Today in my classroom one of my sweet second graders came up to me and asked me why I don't have any children.

I told her, "I am waiting for God to give them to me."

She asked me how old the other teacher I work with was.

I said, "30."

She said the other teacher is pregnant.

I said, "yes."

She then asked how old I was.

I said, "31."

She was silent after that. I am sure her mind was wondering why I wasn't and the other teacher was when I am the older one.

You gotta love being a teacher with honest children.

Also today I talked with a teacher who dealt with infertility 15 years ago. She told me her story and then told me how she couldn't remember all that she did to get pregnant. She said that I will one day forget all of this.

Ummmmm I don't think that is possible. I am sure it won't feel or hurt the same way but I will never forget this journey.

How could she have forgotten if she did IVF or not?

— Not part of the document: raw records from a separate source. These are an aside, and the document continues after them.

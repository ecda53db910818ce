use std::collections::HashSet;

use anyhow::{bail, Context};
use colored::Colorize;
use serde_json::json;

use cfgdb::{
    CommitSummary, Configuration, DbConfig, ObjectRef, ObjectView, SchemaRegistry, Value,
    JSON_BACKEND,
};

use crate::cli::*;

pub fn run_command(cli: Cli) -> anyhow::Result<()> {
    let config = load_config(&cli)?;
    let format = cli.format;
    match cli.command {
        Command::Create(args) => cmd_create(args, config, &format),
        Command::Includes(args) => cmd_includes(args, config, &format),
        Command::AddInclude(args) => cmd_edit_include(args, config, &format, true),
        Command::RemoveInclude(args) => cmd_edit_include(args, config, &format, false),
        Command::Objects(args) => cmd_objects(args, config, &format),
        Command::Show(args) => cmd_show(args, config, &format),
        Command::New(args) => cmd_new(args, config, &format),
        Command::Rm(args) => cmd_rm(args, config, &format),
        Command::Test(args) => cmd_test(args, config, &format),
        Command::Check(args) => cmd_check(args, config, &format),
        Command::Classes(args) => cmd_classes(args, config, &format),
        Command::Domains(args) => cmd_domains(args, &format),
    }
}

fn load_config(cli: &Cli) -> anyhow::Result<DbConfig> {
    match &cli.config {
        Some(path) => Ok(DbConfig::from_toml_file(path)?.with_env_overrides()),
        None => Ok(DbConfig::from_env()),
    }
}

/// Accept both `jsonfile:<file>` and a bare data file path.
fn open(spec: &str, config: DbConfig) -> anyhow::Result<Configuration> {
    let spec = if spec.starts_with(JSON_BACKEND) {
        spec.to_string()
    } else {
        format!("{JSON_BACKEND}:{spec}")
    };
    Configuration::open_with(&spec, config).with_context(|| format!("cannot open {spec}"))
}

fn print_json(value: serde_json::Value) -> anyhow::Result<()> {
    println!("{}", serde_json::to_string_pretty(&value)?);
    Ok(())
}

fn report_commit(summary: &CommitSummary, format: &OutputFormat) -> anyhow::Result<()> {
    match format {
        OutputFormat::Json => print_json(serde_json::to_value(summary)?),
        OutputFormat::Text => {
            if summary.is_empty() {
                println!("Nothing to commit.");
                return Ok(());
            }
            println!("{} Committed \"{}\"", "✓".green().bold(), summary.comment);
            for file in &summary.files {
                println!("  {} {}", "wrote".green(), file.path.display());
            }
            Ok(())
        }
    }
}

fn object_json(object: &ObjectView<'_>) -> serde_json::Value {
    json!({
        "class": object.class(),
        "id": object.id(),
        "file": object.contained_in(),
        "fields": object.fields(),
    })
}

// ---------------------------------------------------------------------------
// Database and includes
// ---------------------------------------------------------------------------

fn cmd_create(args: CreateArgs, config: DbConfig, format: &OutputFormat) -> anyhow::Result<()> {
    let includes: Vec<&str> = args.includes.iter().map(String::as_str).collect();
    let mut db = Configuration::open_with(JSON_BACKEND, config)?;
    if args.force {
        db.recreate_db(&args.db, &includes)?;
    } else {
        db.create_db(&args.db, &includes)?;
    }
    let summary = db.commit(&args.message)?;
    report_commit(&summary, format)
}

fn cmd_includes(args: IncludesArgs, config: DbConfig, format: &OutputFormat) -> anyhow::Result<()> {
    let db = open(&args.spec, config)?;
    let includes = db.get_includes(args.file.as_deref())?;
    match format {
        OutputFormat::Json => print_json(json!(includes)),
        OutputFormat::Text => {
            if includes.is_empty() {
                println!("No includes.");
            }
            for include in includes {
                println!("{include}");
            }
            Ok(())
        }
    }
}

fn cmd_edit_include(
    args: IncludeEditArgs,
    config: DbConfig,
    format: &OutputFormat,
    add: bool,
) -> anyhow::Result<()> {
    let mut db = open(&args.spec, config)?;
    let verb = if add { "add" } else { "remove" };
    match (&args.file, add) {
        (Some(file), true) => db.add_include_to(file, &args.path)?,
        (Some(file), false) => db.remove_include_from(file, &args.path)?,
        (None, true) => db.add_include(&args.path)?,
        (None, false) => db.remove_include(&args.path)?,
    }
    let message = args
        .message
        .unwrap_or_else(|| format!("{verb} include {}", args.path));
    let summary = db.commit(&message)?;
    report_commit(&summary, format)
}

// ---------------------------------------------------------------------------
// Objects
// ---------------------------------------------------------------------------

fn cmd_objects(args: ObjectsArgs, config: DbConfig, format: &OutputFormat) -> anyhow::Result<()> {
    let db = open(&args.spec, config)?;
    let objects = db.get_objs(&args.class)?;
    match format {
        OutputFormat::Json => print_json(json!(objects
            .iter()
            .map(|o| json!({ "id": o.id(), "file": o.contained_in() }))
            .collect::<Vec<_>>())),
        OutputFormat::Text => {
            for object in &objects {
                println!("{}  {}", object.id().bold(), object.contained_in().display().to_string().dimmed());
            }
            println!("{} object(s) of class {}", objects.len(), args.class.cyan());
            Ok(())
        }
    }
}

fn cmd_show(args: ObjectArgs, config: DbConfig, format: &OutputFormat) -> anyhow::Result<()> {
    let db = open(&args.spec, config)?;
    let object = db.get_obj(&args.class, &args.id)?;
    match format {
        OutputFormat::Json => print_json(object_json(&object)),
        OutputFormat::Text => {
            println!("{} ({})", object.full_name().yellow().bold(), object.contained_in().display());
            for (name, field) in object.fields() {
                let shown = match field {
                    cfgdb::Field::Attribute(value) => value.to_string(),
                    cfgdb::Field::Relation(relation) => {
                        let targets: Vec<String> =
                            relation.targets().iter().map(ObjectRef::full_name).collect();
                        format!("[{}]", targets.join(", "))
                    }
                };
                println!("  {name} = {shown}");
            }
            let referrers = db.referenced_by(object.oref(), None)?;
            if !referrers.is_empty() {
                let names: Vec<String> = referrers.iter().map(ObjectRef::full_name).collect();
                println!("  {} {}", "referenced by".dimmed(), names.join(", "));
            }
            Ok(())
        }
    }
}

fn cmd_new(args: NewArgs, config: DbConfig, format: &OutputFormat) -> anyhow::Result<()> {
    let mut db = open(&args.spec, config)?;
    let assignments = args
        .fields
        .iter()
        .map(|a| parse_assignment(&db, &args.class, a))
        .collect::<anyhow::Result<Vec<_>>>()?;

    let mut object = match &args.file {
        Some(file) => db.create_obj_at(file, &args.class, &args.id)?,
        None => db.create_obj(&args.class, &args.id)?,
    };
    for (name, field) in assignments {
        object.set(&name, field)?;
    }
    let oref = object.into_ref();
    let message = args
        .message
        .unwrap_or_else(|| format!("create {}", oref.full_name()));
    let summary = db.commit(&message)?;
    report_commit(&summary, format)
}

/// `name=value`. Relation values are object ids, comma separated for
/// multi-valued relations, optionally as `id@Class`; attribute values are
/// JSON, or a plain string when they do not parse.
fn parse_assignment(
    db: &Configuration,
    class: &str,
    assignment: &str,
) -> anyhow::Result<(String, cfgdb::Field)> {
    let Some((name, raw)) = assignment.split_once('=') else {
        bail!("expected NAME=VALUE, got {assignment:?}");
    };
    let schema = db.schema()?;
    if let Some(relation) = schema.relation(class, name) {
        let targets = raw
            .split(',')
            .map(str::trim)
            .filter(|id| !id.is_empty())
            .map(|id| {
                if id.contains('@') {
                    Ok(ObjectRef::parse_full_name(id)?)
                } else {
                    Ok(ObjectRef::new(relation.class.as_str(), id))
                }
            })
            .collect::<anyhow::Result<Vec<_>>>()?;
        let value = if relation.cardinality.is_multi() {
            cfgdb::Relation::Multi(targets)
        } else {
            if targets.len() > 1 {
                bail!("relation {name} takes a single object");
            }
            cfgdb::Relation::Single(targets.into_iter().next())
        };
        return Ok((name.to_string(), value.into()));
    }
    let value = serde_json::from_str::<Value>(raw).unwrap_or_else(|_| Value::from(raw));
    Ok((name.to_string(), value.into()))
}

fn cmd_rm(args: RmArgs, config: DbConfig, format: &OutputFormat) -> anyhow::Result<()> {
    let mut db = open(&args.spec, config)?;
    let oref = ObjectRef::new(args.class.as_str(), args.id.as_str());
    db.destroy_obj(&oref)?;
    let message = args
        .message
        .unwrap_or_else(|| format!("destroy {}", oref.full_name()));
    let summary = db.commit(&message)?;
    report_commit(&summary, format)
}

fn cmd_test(args: TestArgs, config: DbConfig, format: &OutputFormat) -> anyhow::Result<()> {
    let db = open(&args.spec, config)?;
    let exists = db.test_object(&args.class, &args.id, args.depth, &mut HashSet::new());
    match format {
        OutputFormat::Json => print_json(json!({ "exists": exists })),
        OutputFormat::Text => {
            let name = format!("{}@{}", args.id, args.class);
            if exists {
                println!("{} {name} exists", "✓".green().bold());
            } else {
                println!("{} {name} does not exist", "✗".red().bold());
            }
            Ok(())
        }
    }
}

fn cmd_check(args: CheckArgs, config: DbConfig, format: &OutputFormat) -> anyhow::Result<()> {
    let db = open(&args.spec, config)?;
    match db.check() {
        Ok(checked) => match format {
            OutputFormat::Json => print_json(json!({ "valid": true, "objects_checked": checked })),
            OutputFormat::Text => {
                println!("{} {checked} object(s) checked, no violations", "✓".green().bold());
                Ok(())
            }
        },
        Err(e) => {
            let Some(report) = e.report() else {
                return Err(e.into());
            };
            match format {
                OutputFormat::Json => print_json(json!({
                    "valid": false,
                    "violations": report.violations.iter().map(ToString::to_string).collect::<Vec<_>>(),
                }))?,
                OutputFormat::Text => {
                    for violation in &report.violations {
                        println!("{} {violation}", "✗".red());
                    }
                }
            }
            bail!("{} violation(s)", report.violations.len())
        }
    }
}

// ---------------------------------------------------------------------------
// Schema introspection
// ---------------------------------------------------------------------------

/// A schema file, or the schema a database uses.
fn load_registry(source: &str, config: DbConfig) -> anyhow::Result<SchemaRegistry> {
    if let Ok(registry) = SchemaRegistry::load(&[source]) {
        return Ok(registry);
    }
    let db = open(source, config)?;
    Ok(db.schema()?.clone())
}

fn cmd_classes(args: ClassesArgs, config: DbConfig, format: &OutputFormat) -> anyhow::Result<()> {
    let registry = load_registry(&args.source, config)?;
    if let OutputFormat::Json = format {
        let mut classes = Vec::new();
        for class in registry.classes() {
            classes.push(json!({
                "name": class,
                "superclasses": registry.superclasses(class, false)?,
                "attributes": registry.attributes(class, true)?.iter().map(|a| &a.name).collect::<Vec<_>>(),
                "relations": registry.relations(class, true)?.iter().map(|r| &r.name).collect::<Vec<_>>(),
            }));
        }
        return print_json(json!(classes));
    }

    for class in registry.classes() {
        let bases = registry.superclasses(class, false)?;
        if bases.is_empty() {
            println!("{}", class.cyan().bold());
        } else {
            println!("{} : {}", class.cyan().bold(), bases.join(", "));
        }
        if !args.long {
            continue;
        }
        for attr in registry.attributes(class, true)? {
            let multi = if attr.multi_value { "[]" } else { "" };
            println!("  {} {}{multi}", attr.name, attr.ty.to_string().dimmed());
        }
        for rel in registry.relations(class, true)? {
            println!("  {} -> {} {}", rel.name, rel.class.yellow(), rel.cardinality.to_string().dimmed());
        }
    }
    Ok(())
}

fn cmd_domains(args: DomainsArgs, format: &OutputFormat) -> anyhow::Result<()> {
    let registry = SchemaRegistry::load(&[&args.schema])
        .with_context(|| format!("cannot load schema {}", args.schema.display()))?;
    let domains = registry.inheritance_domains();
    match format {
        OutputFormat::Json => print_json(json!(domains)),
        OutputFormat::Text => {
            for (i, domain) in domains.iter().enumerate() {
                let names: Vec<&str> = domain.iter().map(String::as_str).collect();
                println!("{} {}", format!("domain {}:", i + 1).bold(), names.join(", "));
            }
            Ok(())
        }
    }
}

Seriously!

6 comments:

GLouise said...

Aw, children are so honest, huh? But hey, at least this little girl was more polite than some adults we know!

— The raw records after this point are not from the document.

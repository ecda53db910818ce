//! Borrowed access to one object of a session.

use std::collections::BTreeMap;
use std::fmt;
use std::ops::Index;
use std::path::Path;

use cfgdb_store::StoredObject;
use cfgdb_types::{Field, ObjectRef, Relation, Value};

use crate::error::ConfigResult;
use crate::session::Session;

/// Read-only view of a loaded object.
#[derive(Clone, Copy)]
pub struct ObjectView<'a> {
    object: &'a StoredObject,
}

impl<'a> ObjectView<'a> {
    pub(crate) fn new(object: &'a StoredObject) -> Self {
        Self { object }
    }

    pub fn oref(&self) -> &'a ObjectRef {
        self.object.oref()
    }

    pub fn class(&self) -> &'a str {
        self.object.class()
    }

    pub fn id(&self) -> &'a str {
        self.object.id()
    }

    /// `id@class`.
    pub fn full_name(&self) -> String {
        self.object.oref().full_name()
    }

    /// The data file this object is stored in.
    pub fn contained_in(&self) -> &'a Path {
        self.object.file()
    }

    pub fn fields(&self) -> &'a BTreeMap<String, Field> {
        self.object.fields()
    }

    pub fn get(&self, name: &str) -> Option<&'a Field> {
        self.object.field(name)
    }

    /// Attribute value of `name`.
    pub fn value(&self, name: &str) -> Option<&'a Value> {
        self.get(name).and_then(Field::as_value)
    }

    /// Target of a single-valued relation.
    pub fn object(&self, name: &str) -> Option<&'a ObjectRef> {
        self.get(name).and_then(Field::as_object)
    }

    /// Targets of a relation; empty for unknown names and attributes.
    pub fn objects(&self, name: &str) -> &'a [ObjectRef] {
        self.get(name).map_or(&[][..], Field::as_objects)
    }
}

/// Panics if the object has no field `name`, like map indexing.
impl Index<&str> for ObjectView<'_> {
    type Output = Field;

    fn index(&self, name: &str) -> &Field {
        match self.object.field(name) {
            Some(field) => field,
            None => panic!("object {} has no field {name}", self.object.oref()),
        }
    }
}

impl fmt::Debug for ObjectView<'_> {
    fn fmt(&self, f: &mut fmt::Formatter<'_>) -> fmt::Result {
        f.debug_struct("ObjectView")
            .field("object", self.object.oref())
            .field("file", &self.object.file())
            .finish()
    }
}

impl fmt::Display for ObjectView<'_> {
    fn fmt(&self, f: &mut fmt::Formatter<'_>) -> fmt::Result {
        fmt::Display::fmt(self.object.oref(), f)
    }
}

/// Mutable handle on a loaded object.
///
/// Every assignment is checked against the schema before it is applied:
/// unknown fields and values of the wrong type are refused. Cardinality,
/// not-null rules and dangling targets are checked at commit.
pub struct ObjectMut<'a> {
    session: &'a mut Session,
    oref: ObjectRef,
}

impl<'a> ObjectMut<'a> {
    pub(crate) fn new(session: &'a mut Session, oref: ObjectRef) -> Self {
        Self { session, oref }
    }

    pub fn oref(&self) -> &ObjectRef {
        &self.oref
    }

    /// Give up the borrow of the session, keeping the identity.
    pub fn into_ref(self) -> ObjectRef {
        self.oref
    }

    /// Read-only view of the current state.
    pub fn view(&self) -> ConfigResult<ObjectView<'_>> {
        Ok(ObjectView::new(self.session.store().get(&self.oref)?))
    }

    pub fn get(&self, name: &str) -> Option<&Field> {
        self.session.store().get(&self.oref).ok()?.field(name)
    }

    /// Assign any field.
    pub fn set(&mut self, name: &str, field: impl Into<Field>) -> ConfigResult<&mut Self> {
        self.session.set_field(&self.oref, name, field.into())?;
        Ok(self)
    }

    /// Assign an attribute.
    pub fn set_value(&mut self, name: &str, value: impl Into<Value>) -> ConfigResult<&mut Self> {
        self.set(name, Field::Attribute(value.into()))
    }

    /// Assign a single-valued relation; `None` clears it.
    pub fn set_obj(&mut self, name: &str, target: Option<&ObjectRef>) -> ConfigResult<&mut Self> {
        self.set(name, Relation::Single(target.cloned()))
    }

    /// Assign a multi-valued relation.
    pub fn set_objs(&mut self, name: &str, targets: &[ObjectRef]) -> ConfigResult<&mut Self> {
        self.set(name, Relation::Multi(targets.to_vec()))
    }
}

impl fmt::Debug for ObjectMut<'_> {
    fn fmt(&self, f: &mut fmt::Formatter<'_>) -> fmt::Result {
        f.debug_struct("ObjectMut").field("object", &self.oref).finish()
    }
}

I hope after having a child for 15 years, that the scars will start to fade away. I just don't know though. I hope your teacher friend is right ;-(

Nobody said...

Ahh... the honesty of children?! If it makes you feel better, my 2nd grader found my highschool yearbook over the weekend.

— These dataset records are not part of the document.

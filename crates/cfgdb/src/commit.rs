use std::path::PathBuf;

use cfgdb_changes::ChangeStatus;
use chrono::{DateTime, Utc};
use serde::{Deserialize, Serialize};
use uuid::Uuid;

/// A data file written by a commit.
#[derive(Clone, Debug, PartialEq, Eq, Serialize, Deserialize)]
pub struct WrittenFile {
    pub path: PathBuf,
    /// BLAKE3 digest of the new content, hex encoded.
    pub digest: String,
}

/// Result of a commit.
#[derive(Clone, Debug, Serialize, Deserialize)]
pub struct CommitSummary {
    pub session: Uuid,
    pub comment: String,
    pub author: String,
    pub committed_at: DateTime<Utc>,
    /// The changes that were persisted.
    pub changes: ChangeStatus,
    pub files: Vec<WrittenFile>,
    /// Objects that went through the schema check.
    pub objects_checked: usize,
}

impl CommitSummary {
    /// Returns `true` if the commit had nothing to write.
    pub fn is_empty(&self) -> bool {
        self.files.is_empty()
    }

    pub fn file_count(&self) -> usize {
        self.files.len()
    }
}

His reaction: "You look the same Mama! Maybe more wrinkly and fatter... but the same!"

Ugh! Ummm, thanks?! *roll eyes*

ha ha

Curly said...

God made kids cute so that we adults wouldn't squash them when they say things like that. :)

I can't believe that she can't remember if she did IVF. She must not have. It seems like she would remember something that.

Baby Blues said...

Maybe what she meant when she said someday you'll forget... is that when it's your time and you do give birth, you'll forget the hurts and disappointments because the joy of finally having a baby will be all worth it. But until then... how could we forget when we're constantly reminded.

It definitly something I will try not to forget. I'll even share it with my child. I want my child to know what I went through and that he is truly special because I patiently prayed and waited for him.

Nice post. Children are just adorably honest!

kellg said...

Sunny:
I had a similar experience when I was still teaching my 7th graders. I have to admit that you handled it much better than I. I was constantly being asked if I was pregnant. I guess that most children have no concept of the fact that some people cannot seem to have children. They think that if you're married and a certain age, then you should be having babies if you want them. One girl in particular kept hassling me about it. One day I snapped and told her it was cruel to keep asking me about it. I felt really bad in one sense, but it also made her shut up about the issue. So . . .

On the matter of "forgetting" about IF . . . I don't really want to forget. I don't want to be consumed by it, but I would like to think that it has made be a better, more empathetic person. In sharing your story via your blog, I think you're trying to help others and I don't see that stopping if you do become pg and have at least one baby.

The way you handle situations and your strong faith have long been an inspiration to me -- please keep it up.

Anonymous said...

Out of the mouths of babes come some of the most poignant, and at times painful questions.

I don't see how anyone could forget the hopes, the frustrations, the tears, the longings of an infertility journey. I think we are all changed by it, hopefully for the good.